Collected data entries:
_ _ _ _ _ _ _

//! Canonical E.164 phone numbers, the identity key for every session.

use std::fmt;
use std::str::FromStr;

use serde::{Deserialize, Deserializer, Serialize, Serializer};

use crate::errors::ValidationError;

/// Maximum number of digits in an E.164 number.
const MAX_DIGITS: usize = 15;
/// Minimum number of digits accepted (country code + one digit).
const MIN_DIGITS: usize = 2;

/// A phone number in canonical E.164 form: a single leading `+`, 2–15 digits,
/// no separators, first digit non-zero.
///
/// All external inputs are normalized through [`PhoneNumber::parse`] (or
/// [`PhoneNumber::from_numeric`]) before they are used as a map key.
#[derive(Clone, Debug, PartialEq, Eq, PartialOrd, Ord, Hash)]
pub struct PhoneNumber(String);

impl PhoneNumber {
    /// Normalize and validate a textual phone number.
    ///
    /// Whitespace and `-` separators are stripped; the rest must match
    /// `^\+?[1-9]\d{1,14}$`.
    pub fn parse(input: &str) -> Result<Self, ValidationError> {
        let compact: String = input
            .chars()
            .filter(|c| !c.is_whitespace() && *c != '-')
            .collect();
        let digits = compact.strip_prefix('+').unwrap_or(&compact);

        let valid = (MIN_DIGITS..=MAX_DIGITS).contains(&digits.len())
            && digits.bytes().all(|b| b.is_ascii_digit())
            && !digits.starts_with('0');
        if !valid {
            return Err(ValidationError::Phone(input.to_string()));
        }
        Ok(Self(format!("+{digits}")))
    }

    /// Normalize a phone number supplied as an integer (e.g. a JSON number).
    pub fn from_numeric(n: u64) -> Result<Self, ValidationError> {
        Self::parse(&n.to_string())
    }

    /// The canonical `+`-prefixed form.
    pub fn as_str(&self) -> &str {
        &self.0
    }

    /// The digits without the leading `+`.
    pub fn digits(&self) -> &str {
        &self.0[1..]
    }
}

impl fmt::Display for PhoneNumber {
    fn fmt(&self, f: &mut fmt::Formatter<'_>) -> fmt::Result {
        f.write_str(&self.0)
    }
}

impl FromStr for PhoneNumber {
    type Err = ValidationError;
    fn from_str(s: &str) -> Result<Self, Self::Err> { Self::parse(s) }
}

impl AsRef<str> for PhoneNumber {
    fn as_ref(&self) -> &str { &self.0 }
}

impl Serialize for PhoneNumber {
    fn serialize<S: Serializer>(&self, s: S) -> Result<S::Ok, S::Error> {
        s.serialize_str(&self.0)
    }
}

impl<'de> Deserialize<'de> for PhoneNumber {
    fn deserialize<D: Deserializer<'de>>(d: D) -> Result<Self, D::Error> {
        #[derive(Deserialize)]
        #[serde(untagged)]
        enum Raw {
            Text(String),
            Number(u64),
        }
        let parsed = match Raw::deserialize(d)? {
            Raw::Text(s)   => Self::parse(&s),
            Raw::Number(n) => Self::from_numeric(n),
        };
        parsed.map_err(serde::de::Error::custom)
    }
}

// ─── Tests ────────────────────────────────────────────────────────────────────

#[cfg(test)]
mod tests {
    use super::*;

    #[test]
    fn accepts_equivalent_forms() {
        let a = PhoneNumber::parse("+15551234567").unwrap();
        let b = PhoneNumber::parse("15551234567").unwrap();
        let c = PhoneNumber::parse("+1 555-123-4567").unwrap();
        let d = PhoneNumber::from_numeric(15551234567).unwrap();
        assert_eq!(a.as_str(), "+15551234567");
        assert_eq!(a, b);
        assert_eq!(a, c);
        assert_eq!(a, d);
        assert_eq!(a.digits(), "15551234567");
    }

    #[test]
    fn normalization_is_idempotent() {
        for raw in ["+44 20 7946 0958", "4915112345678", "+7-999-000-11-22"] {
            let once  = PhoneNumber::parse(raw).unwrap();
            let twice = PhoneNumber::parse(once.as_str()).unwrap();
            assert_eq!(once, twice, "{raw}");
        }
    }

    #[test]
    fn rejects_malformed() {
        for bad in ["", "+", "+0123456", "1", "++15551234567", "+1555abc4567", "+1234567890123456", "(555) 123"] {
            assert!(PhoneNumber::parse(bad).is_err(), "{bad:?} should be rejected");
        }
    }

    #[test]
    fn length_bounds() {
        assert!(PhoneNumber::parse("+12").is_ok());
        assert!(PhoneNumber::parse("+123456789012345").is_ok());
        assert!(PhoneNumber::parse("+1234567890123456").is_err());
    }

    #[test]
    fn deserializes_string_or_number() {
        let s: PhoneNumber = serde_json::from_str("\"+1 555 123 4567\"").unwrap();
        let n: PhoneNumber = serde_json::from_str("15551234567").unwrap();
        assert_eq!(s, n);
        assert!(serde_json::from_str::<PhoneNumber>("\"nope\"").is_err());
        assert_eq!(serde_json::to_string(&s).unwrap(), "\"+15551234567\"");
    }
}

_ _ _ _ _ _ _

PROBLEM STATEMENT: Find the word "const" in the entries above. Copy every line that has it.

WRITTEN REPLY:
const MAX_DIGITS: usize = 15;
const MIN_DIGITS: usize = 2;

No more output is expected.